Hijra ist ein Roadmovie, es spielt im Saudi-Arabien des Jahres 2001. Eine staubigen Busfahrt nach Mekka, auf der zwei rebellische Teenager-Schwestern ihre Großmutter auf dem Weg zur Hadsch begleiten. Es ist heiß, und der überfüllte Bus bringt die Frauen (es sind nur Frauen im Bus) vom Süden Saudi-Arabiens bis zu dessen nördlichen Grenzen, über alte Pilgerwege, vorbei an fremden, rauen Landschaften und längst begrabenen Familiengeheimnissen. Immer wieder hält der Bus an; die Pilgerinnen steigen für Pause und Gebet aus. Plötzlich kann die 12-jährige Janna ihre ältere Schwester Sara in der drängenden Menge nicht mehr finden. Sie schlägt Alarm bei ihrer Großmutter Sitti, und von diesem Moment an beschleunigt sich die Geschichte mit der Spannung eines Thrillers. Denn Sitti scheint nicht vollkommen überrascht zu sein.
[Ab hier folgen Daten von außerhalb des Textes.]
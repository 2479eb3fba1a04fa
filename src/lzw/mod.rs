//! Single-pass adaptive LZW coding.
//!
//! Both sides start with one dictionary entry per symbol of the alphabet (codes `0..n`) and add
//! one entry per emitted code while the next free code is at most `2^nb - 1`. Afterwards the
//! dictionary stays fixed and coding continues with the existing entries.
//!
//! Every code is written as a `ceil(nb / 8)` byte big-endian integer. There is neither a header
//! nor an end code, the stream simply ends after the last code. The decoder must therefore be
//! told when its input is complete, see [`Decoder::finish`].
use crate::{CodecError, DEFAULT_ALPHABET_SIZE, DEFAULT_CODE_WIDTH, MAX_ALPHABET, MAX_CODESIZE};

pub mod decode;
mod dict;
pub mod encode;
mod stream;

pub use self::decode::Decoder;
pub use self::encode::Encoder;

/// Buffer size of the `std::io` and `async` stream adapters.
pub(crate) const STREAM_BUFFER: usize = 1 << 16;

/// Code width and alphabet size shared by an encoder and its decoder.
#[derive(Clone, Copy, Debug, PartialEq, Eq, Hash)]
pub struct Configuration {
    code_width: u8,
    alphabet_size: u16,
}

impl Configuration {
    /// Validate a code width `nb` and an alphabet size `n`.
    ///
    /// The code width must be between 1 and 32 bits, the alphabet between 1 and 256 symbols and
    /// every symbol must be representable as a code.
    pub fn new(code_width: u8, alphabet_size: u16) -> Result<Self, CodecError> {
        if code_width == 0 {
            return Err(CodecError::Configuration("code width must be positive"));
        }
        if code_width > MAX_CODESIZE {
            return Err(CodecError::Configuration("code width exceeds 32 bits"));
        }
        if alphabet_size == 0 || alphabet_size > MAX_ALPHABET {
            return Err(CodecError::Configuration(
                "alphabet size must be between 1 and 256",
            ));
        }
        if (1u64 << code_width) < u64::from(alphabet_size) {
            return Err(CodecError::Configuration(
                "code width too small for the alphabet",
            ));
        }

        Ok(Configuration {
            code_width,
            alphabet_size,
        })
    }

    /// Change the code width, keeping the alphabet.
    pub fn with_code_width(self, code_width: u8) -> Result<Self, CodecError> {
        Configuration::new(code_width, self.alphabet_size)
    }

    /// Change the alphabet size, keeping the code width.
    pub fn with_alphabet_size(self, alphabet_size: u16) -> Result<Self, CodecError> {
        Configuration::new(self.code_width, alphabet_size)
    }

    pub fn code_width(&self) -> u8 {
        self.code_width
    }

    pub fn alphabet_size(&self) -> u16 {
        self.alphabet_size
    }

    /// The number of bytes every code occupies in the stream.
    pub fn bytes_per_code(&self) -> usize {
        usize::from((self.code_width + 7) / 8)
    }

    /// The largest code that may be assigned, `2^nb - 1`.
    pub fn max_code(&self) -> u64 {
        (1u64 << self.code_width) - 1
    }
}

impl Default for Configuration {
    fn default() -> Self {
        Configuration {
            code_width: DEFAULT_CODE_WIDTH,
            alphabet_size: DEFAULT_ALPHABET_SIZE,
        }
    }
}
Sitti spricht den ausgelassenen, aber gutherzigen Ahmed an, der aus einem klapprigen Lastwagen heraus gefälschtes Zamzam-Wasser #Saudimag verkauft. Sie bezahlt ihn großzügig dafür, dass er sie nach Jeddah fährt. Dort muss die glamouröse Tante Laila, die einen Schönheitssalon besitzt, ihnen das Schlimmste mitteilen: Sara ist weggelaufen, um mit einem jungen Mann zusammen zu sein. Mit einer gekritzelten Adresse in der Hand schleppt Sitti Janna zusammen mit ihrem Klappstuhl, dem sperrigen Rucksack des Mädchens und einem großen schwarzen Trolley zurück auf die Spur. Die beiden sind nun gezwungen, auf der Suche nach Sara die Wüste zu durchqueren, und glücklicherweise hört auch Ahmed auf zu murren, als das Geld aus Omas Geldbörse kommt…
Die Suche offenbart tiefe generationenübergreifende Gräben zwischen den Frauen ihrer Familie. Und während ihre schwierige Reise allmählich die spirituellen Prüfungen der Hadsch widerspiegelt, finden Janna und Sitti vielleicht etwas Größeres als Versöhnung – nämlich Erlösung. Darauf weist der Titel des Filmes hin; Hijra ist die Reise des Propheten nach Mekka und ist ein Sinnbild für den Abschied von Sünden und Unglaube hin zu einem rechtschaffenen Leben.
Es ist der zweite Spielfilm der Regisseurin Shahad Ameen, einer der interessantesten Stimmen des neuen saudischen Kinos. Man kann erkennen, wie Hijra aus Ameens erstem Werk „Scales“ aus dem Jahr 2019, entstanden ist. Jener spielt auf einer abgelegenen Insel, auf der Fischer ihre Töchter dem Meer opfern, um einen reichhaltigen Fang zu gewährleisten. In ihrem aktuellen Film ist eine mythische Dimension auch noch vorhanden, aber gedämpft, was die Handlung vertieft.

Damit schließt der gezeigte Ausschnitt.